Nordhalben: Am kommenden Montag jährt sich der Durchzug des Kaisers Napoleon, dem Alleinherrscher Frankreichs durch Nordhalben zum 200. Mal. Nachdem er sich 1804 selbst krönte und anschließend mehrere Kriege gegen wechselnde Koalitionen der europäischen Großmächte England, Österreich, Preußen und Russland führte, begann 1806 die Doppelschlacht von Jena und Auerstedt.
– von Michael Wunder –
Die schlimme Situation, besonders der Nordhalbener Bevölkerung während der wochenlangen Truppendurchzüge und Einquartierungen mit über 200.000 Soldaten sind heute kaum vorstellbar.

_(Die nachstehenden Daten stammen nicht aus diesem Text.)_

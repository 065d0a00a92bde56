//! Traits for embedding operations.
//!
//! The embedding model is outside this crate. [`HybridIndex`](crate::search::HybridIndex)
//! talks to it only through [`EmbeddingProvider`], so a local model, a remote
//! API or a test double can be swapped without changing the index.

use crate::error::EmbeddingError;
use async_trait::async_trait;
use std::sync::Arc;

/// Asynchronous text-to-vector function.
///
/// # Readiness
///
/// Models are often loaded in the background. Until loading finishes,
/// implementations return [`EmbeddingError::ModelNotReady`], which callers
/// treat as retryable.
///
/// # Thread Safety
///
/// Implementations must be `Send + Sync`. The index may call `embed`
/// concurrently from several tasks; a provider whose model is not thread-safe
/// serializes internally.
///
/// # Cancellation
///
/// The index wraps each call in a timeout and drops the future when it
/// elapses. Implementations should not hold state that breaks if a call is
/// abandoned midway.
///
/// # Examples
///
/// ```ignore
/// struct RemoteEmbedder { client: Client }
///
/// #[async_trait]
/// impl EmbeddingProvider for RemoteEmbedder {
///     async fn embed(&self, text: &str) -> Result<Vec<f32>, EmbeddingError> {
///         self.client.embed(text).await
///             .map_err(|e| EmbeddingError::InferenceFailed(e.to_string()))
///     }
///
///     fn dimension(&self) -> Option<usize> {
///         Some(384)
///     }
/// }
/// ```
#[async_trait]
pub trait EmbeddingProvider: Send + Sync {
    /// Embeds a single text.
    async fn embed(&self, text: &str) -> Result<Vec<f32>, EmbeddingError>;

    /// Embeds several texts.
    ///
    /// The default implementation calls [`embed`](Self::embed) once per text,
    /// in order, and stops at the first failure.
    async fn embed_batch(&self, texts: &[String]) -> Result<Vec<Vec<f32>>, EmbeddingError> {
        let mut embeddings = Vec::with_capacity(texts.len());
        for text in texts {
            embeddings.push(self.embed(text).await?);
        }
        Ok(embeddings)
    }

    /// Output vector length, if known.
    ///
    /// When `Some`, explicit embeddings supplied at index time are checked
    /// against it.
    fn dimension(&self) -> Option<usize>;

    /// Whether the model has finished loading.
    fn is_ready(&self) -> bool {
        true
    }
}

#[async_trait]
impl<T: EmbeddingProvider + ?Sized> EmbeddingProvider for Arc<T> {
    async fn embed(&self, text: &str) -> Result<Vec<f32>, EmbeddingError> {
        (**self).embed(text).await
    }

    async fn embed_batch(&self, texts: &[String]) -> Result<Vec<Vec<f32>>, EmbeddingError> {
        (**self).embed_batch(texts).await
    }

    fn dimension(&self) -> Option<usize> {
        (**self).dimension()
    }

    fn is_ready(&self) -> bool {
        (**self).is_ready()
    }
}
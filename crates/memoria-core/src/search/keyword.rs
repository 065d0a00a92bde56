//! BM25 keyword index with incremental add and remove.
//!
//! # Algorithm
//!
//! For query term *t* and document *d*:
//!
//! ```text
//! idf(t)   = ln((N - df(t) + 0.5) / (df(t) + 0.5))
//! score(d) = Σ idf(t) · tf·(k1 + 1) / (tf + k1·(1 - b + b·|d| / avgdl))
//! ```
//!
//! `N` is the number of indexed documents, `df(t)` the number containing *t*,
//! `tf` the count of *t* in *d*, and `avgdl` the mean document length. The idf
//! is the classical form and goes negative for terms present in more than half
//! of the documents. It is not clamped.
//!
//! # Usage
//!
//! ```
//! use memoria_core::search::keyword::LexicalIndex;
//! use memoria_core::search::tokenizer::tokenize;
//! use memoria_core::search::MemoryId;
//!
//! let mut index = LexicalIndex::new();
//! let id = MemoryId::new();
//! index.add_document(id, tokenize("rust programming language"));
//!
//! let results = index.search("rust", 10);
//! assert_eq!(results[0].0, id);
//! ```
//!
//! # Thread Safety
//!
//! This type is **not thread-safe**. [`HybridIndex`](super::HybridIndex) keeps
//! it behind an async `RwLock` so every call sees one consistent snapshot.

use super::tokenizer::tokenize;
use super::types::MemoryId;
use crate::config::{BM25_B, BM25_K1};
use std::cmp::Ordering;
use std::collections::HashMap;

/// Per-document index state.
#[derive(Debug, Clone)]
struct IndexedDocument {
    /// Terms in document order
    terms: Vec<String>,
    /// Term -> occurrences in this document
    term_freqs: HashMap<String, u32>,
    /// Insertion sequence, used to break score ties
    seq: u64,
}

impl IndexedDocument {
    fn len(&self) -> usize {
        self.terms.len()
    }
}

/// In-memory BM25 index.
#[derive(Debug, Clone)]
pub struct LexicalIndex {
    k1: f32,
    b: f32,
    documents: HashMap<MemoryId, IndexedDocument>,
    /// Term -> number of documents containing it
    document_freqs: HashMap<String, usize>,
    /// Sum of all document lengths, kept in step with `documents`
    total_terms: usize,
    next_seq: u64,
}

Neben der französischen Armee, welche die alte Handelsstraße von Nürnberg nach Leipzig nahm, war es auch Kaiser Napoleon, der mit bürgerlichen Namen eigentlich Napoleon Buonaparte hieß, der durch Nordhalben reiste und dort sogar ein Frühstück einnahm. Einige Phantasiebegabte äußerten sogar die Behauptung, Napoleon habe die Schlacht von Jena und Auerstedt nur gewonnen, weil er vorher in Nordhalben so gut und stärkend verköstigt worden sei.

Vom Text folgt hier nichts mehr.